The CLI tool can consume JSON streams directly and use them to create tables. It can also be used to query SQLite databases and output the results as CSV or JSON.

See sqlite-utils: a Python library and CLI tool for building SQLite databases for more.

db-to-sqlite

db-to-sqlite is a CLI tool that builds on top of SQLAlchemy and allows you to connect to any database supported by that library (including MySQL, oracle and PostgreSQL), run a SQL query and save the results to a new table in a SQLite database.

You can mirror an entire database (including copying foreign key relationships) with the --all option:

$ db-to-sqlite --connection="postgresql://simonw@localhost/myblog" --all blog.db

dbf-to-sqlite

dbf-to-sqlite works with dBase files such as those produced by Visual FoxPro. It is a command-line tool that can convert one or more .dbf file to tables in a SQLite database.

markdown-to-sqlite

markdown-to-sqlite reads Markdown files with embedded YAML metadata (e.g. for Jekyll Front Matter) and creates a SQLite table with a schema matching the metadata. This is useful if you want to keep structured data in text form in a GitHub repository and use that to build a SQLite database.

socrata2sql

socrata2sql is a tool by Andrew Chavez at the Dallas Morning News. It works with Socrata, a widely used platform for local and national government open data portals. It uses the Socrata API to pull down government datasets and store them in a local SQLite database (it can also export data to PostgreSQL, MySQL and other SQLAlchemy-supported databases).

For example, to create a SQLite database of the City of Dallas Payment Register you would run the following command:

$ socrata2sql insert www.dallasopendata.com 64pp-jeba

Datasette Plugins

Datasette’s plugin system makes it easy to enhance Datasette with additional functionality.

datasette-cluster-map

datasette-cluster-map is the original Datasette plugin, described in Datasette plugins, and building a clustered map visualization.

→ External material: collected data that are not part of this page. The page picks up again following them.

//! Configuration for the editor and the `pxg` tool
//!
//! Provides types and loading for `pxg.toml`.

pub mod loader;
pub mod schema;

pub use loader::*;
pub use schema::*;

The plugin works against any table with latitude and longitude columns. It can load over 100,000 points onto a map to visualize the geographical distribution of the underlying data.

datasette-vega

datasette-vega exposes the powerful Vega charting library, allowing you to construct line, bar and scatter charts against your data and share links to your visualizations.

datasette-auth-github

datasette-auth-github adds an authentication layer to Datasette. Users will have to sign in using their GitHub account before they can view data or interact with Datasette. You can also use it to restrict access to specific GitHub users, or to members of specified GitHub organizations or teams.

datasette-json-html

datasette-json-html renders HTML in Datasette’s table view driven by JSON returned from your SQL queries. This provides a way to embed images, links and lists of links directly in Datasette’s main interface, defined using custom SQL statements.

datasette-jellyfish

datasette-jellyfish exposes custom SQL functions for a range of common fuzzy string matching functions, including soundex, porter stemming and levenshtein distance. It builds on top of the Jellyfish Python library.

datasette-doublemetaphone

datasette-doublemetaphone by Matthew Somerville adds custom SQL functions for applying the Double Metaphone fuzzy “sounds like” algorithm.

datasette-jq

datasette-jq adds a custom SQL function for filtering and transforming values from JSON columns using the jq expression language.

datasette-render-images

datasette-render-images works with SQLite tables that contain binary image data in BLOB columns. It converts any images it finds into data-uri image elements, allowing you to view them directly in the Datasette interface.

datasette-render-binary

datasette-render-binary renders binary data in a slightly more readable fashion: it shows ASCII characters as they are, and shows all other data as monospace octets. Useful as a tool for exploring new unfamiliar databases as it makes it easier to spot if a binary column may contain a decipherable binary format.

datasette-pretty-json

datasette-pretty-json seeks out JSON values in Datasette’s table browsing interface and pretty-prints them, making them easier to read.

datasette-sqlite-fts4

datasette-sqlite-fts4 provides search relevance ranking algorithms that can be used with SQLite’s FTS4 search module. You can read more about it in Exploring search relevance algorithms with SQLite.

datasette-bplist

datasette-bplist provides tools for working with Apple’s binary plist format embedded in SQLite database tables. If you use OS X you already have dozens of SQLite databases hidden away in your ~/Library folder that include data in this format - this plugin allows you to view the decoded data and run SQL queries against embedded values using a bplist_to_json(value) custom SQL function.

datasette-cors

datasette-cors allows you to configure CORS headers for your Datasette instance. You can use this to enable JavaScript running on a whitelisted set of domains to make fetch() calls to the JSON API provided by your Datasette instance.